各国に現存する円形闘技場の中でもアルルのそれは、特に保存状態の良いものの1つとされています。かつては剣闘士の戦いや猛獣狩りといった見世物の舞台であり、今日でも闘牛やその他催し物で使用されている現役の「闘技場」です。
ところで、実は円形闘技場の中で人々が生活をしていた時代があったのです。ご存知でしたか?
西ローマ帝国が滅亡(476年)する古代末期になると、諸民族の流入によって南フランスは徐々に混乱に陥ってきました。このあたりから、アルルの人々が円形闘技場の内側に少しずつ住み始めたという話もありますが、決定的なのは6世紀頃からです。イスラム教徒であるサラセン人が地中海沿岸にやってきます。この異教徒を前に、アルルの人々は円形闘技場の中へ避難し始め、アルルの中の「小都市」を形成したと言われているのです。

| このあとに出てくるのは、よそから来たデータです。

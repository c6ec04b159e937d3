use std::num::NonZero;
use std::ptr::NonNull;

use block_pool::BlockPool;
use foldhash::{HashMap, HashMapExt};

use crate::{
    CompileTicket, CreateProxyError, IndexTable, NodeId, Placement, ProxyHandle, ProxyRecord,
    SelectionState,
};

/// Storage for proxy records: the records themselves live in a [`BlockPool`], addressed through
/// an [`IndexTable`] and looked up by content node through a map.
///
/// Callers never see pointers into the pool. Records are reached either by node identity or by
/// a [`ProxyHandle`]/[`CompileTicket`], both of which are validated against the record's
/// generation.
///
/// Not thread-safe. The engine keeps the table behind the proxy-table lock.
#[derive(Debug)]
pub(crate) struct ProxyTable<O> {
    pool: BlockPool,
    slots: IndexTable<ProxyRecord<O>>,
    by_node: HashMap<NodeId, u32>,

    /// Generation of the most recently created proxy. Zero is never issued.
    generation_counter: u32,
}

impl<O> ProxyTable<O> {
    pub(crate) fn new(capacity_limit: Option<NonZero<usize>>) -> Self {
        let mut builder = BlockPool::builder().layout_of::<ProxyRecord<O>>();

        if let Some(limit) = capacity_limit {
            builder = builder.capacity_limit(limit);
        }

        Self {
            pool: builder.build(),
            slots: IndexTable::new(),
            by_node: HashMap::new(),
            generation_counter: 0,
        }
    }

    /// Creates a record for a node that does not have one yet.
    pub(crate) fn insert(
        &mut self,
        node: NodeId,
        placement: Placement,
        visible: bool,
        selection: SelectionState,
    ) -> Result<&mut ProxyRecord<O>, CreateProxyError> {
        if self.by_node.contains_key(&node) {
            return Err(CreateProxyError::AlreadyExists(node));
        }

        let index = self.slots.alloc_index();
        let generation = next_generation(self.generation_counter);

        let record = ProxyRecord::new(
            ProxyHandle::new(index, generation),
            node,
            placement,
            visible,
            selection,
        );

        // SAFETY: The pool was created with the layout of ProxyRecord<O>. Every record is taken
        // back out via remove() in remove() or drain().
        let Some(ptr) = (unsafe { self.pool.insert(record) }) else {
            self.slots.free_index(index);
            return Err(CreateProxyError::NoSlotAvailable);
        };

        self.generation_counter = generation;
        self.slots.occupy(index, ptr);
        self.by_node.insert(node, index);

        Ok(self
            .record_mut(index)
            .expect("we just placed the record in this slot"))
    }

    /// Removes the record of a node and hands it to the caller, who is responsible for
    /// detaching its runtime object.
    ///
    /// The slot index becomes available for reuse. The generation is left alone; the next
    /// occupant of the slot draws a new one.
    pub(crate) fn remove(&mut self, node: NodeId) -> Option<ProxyRecord<O>> {
        let index = self.by_node.remove(&node)?;

        let ptr = self
            .slots
            .vacate(index)
            .expect("node map and index table must agree on occupied slots");

        self.slots.free_index(index);

        // SAFETY: Every pointer in the index table came from pool.insert() with a ProxyRecord<O>
        // and we just removed the only way to reach it.
        let record = unsafe { self.pool.remove(ptr) };

        debug_assert_eq!(record.index, index);
        debug_assert_eq!(record.node, node);

        Some(record)
    }

    /// Removes every record, returning them to the caller. The table, the free-index stack
    /// and the pool are all empty afterwards.
    pub(crate) fn drain(&mut self) -> Vec<ProxyRecord<O>> {
        let pointers: Vec<NonNull<ProxyRecord<O>>> =
            self.slots.occupied().map(|(_, ptr)| ptr).collect();

        let records = pointers
            .into_iter()
            // SAFETY: Every pointer in the index table came from pool.insert() with a
            // ProxyRecord<O> and is forgotten by the clear() calls below.
            .map(|ptr| unsafe { self.pool.remove(ptr) })
            .collect();

        self.slots.clear();
        self.by_node.clear();

        debug_assert!(self.pool.is_empty());

        records
    }

    pub(crate) fn find(&self, node: NodeId) -> Option<&ProxyRecord<O>> {
        let index = *self.by_node.get(&node)?;
        self.record(index)
    }

    pub(crate) fn find_mut(&mut self, node: NodeId) -> Option<&mut ProxyRecord<O>> {
        let index = *self.by_node.get(&node)?;
        self.record_mut(index)
    }

    /// The record identified by `ticket`, if the slot is still occupied by the same logical
    /// proxy and no newer compile has been started for it.
    pub(crate) fn current_mut(&mut self, ticket: &CompileTicket) -> Option<&mut ProxyRecord<O>> {
        self.record_mut(ticket.handle.index())
            .filter(|record| record.matches(ticket))
    }

    pub(crate) fn is_current(&self, ticket: &CompileTicket) -> bool {
        self.record(ticket.handle.index())
            .is_some_and(|record| record.matches(ticket))
    }

    pub(crate) fn len(&self) -> usize {
        self.by_node.len()
    }

    fn record(&self, index: u32) -> Option<&ProxyRecord<O>> {
        let ptr = self.slots.get(index)?;

        // SAFETY: Pointers in the index table refer to live records in our pool. The returned
        // reference borrows self, so the record cannot be removed while it is in use.
        let record = unsafe { ptr.as_ref() };

        debug_assert_eq!(record.index, index, "record in slot {index} has a foreign index");

        Some(record)
    }

    fn record_mut(&mut self, index: u32) -> Option<&mut ProxyRecord<O>> {
        let mut ptr = self.slots.get(index)?;

        // SAFETY: Pointers in the index table refer to live records in our pool and each
        // record is referenced by exactly one slot. The returned reference borrows self
        // exclusively, so no other reference to the record can exist while it is in use.
        let record = unsafe { ptr.as_mut() };

        debug_assert_eq!(record.index, index, "record in slot {index} has a foreign index");

        Some(record)
    }
}

impl<O> Drop for ProxyTable<O> {
    fn drop(&mut self) {
        // Records own their runtime objects, which must be dropped before the pool asserts
        // that it is empty.
        drop(self.drain());
    }
}

// SAFETY: The table exclusively owns every record it points to; the raw pointers in the index
// table never escape. Moving the table to another thread moves the records with it, which is
// fine as long as the runtime objects themselves can move.
unsafe impl<O: Send> Send for ProxyTable<O> {}

/// The generation following `current`, skipping zero when the counter wraps around.
fn next_generation(current: u32) -> u32 {
    match current.wrapping_add(1) {
        0 => 1,
        next => next,
    }
}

また、中世時代に起こった多くの争いなどから身を守るためにも、この「小都市」は大いに活用されました。その結果、円形闘技場はその造りを活かして要塞化していくことに。防衛のため2階アーチ上部に建てられた塔は、その当時の名残です。
中世の混乱が落ち着いた後も、この小都市は1825年に用地が接収されるまで機能し続けました。そして、1826年から1830年にかけての大規模な修復が終わると、現在まで続く「闘技場」へと再び姿を変えたのでした。
ちなみに、円形闘技場の内側には通りや広場、教会などがきちんと整備され、一時は200以上の家が軒を連ねていたとか。客席部にも建てられていたと言うからびっくりです。現在の円形闘技場の姿からは想像ができませんね。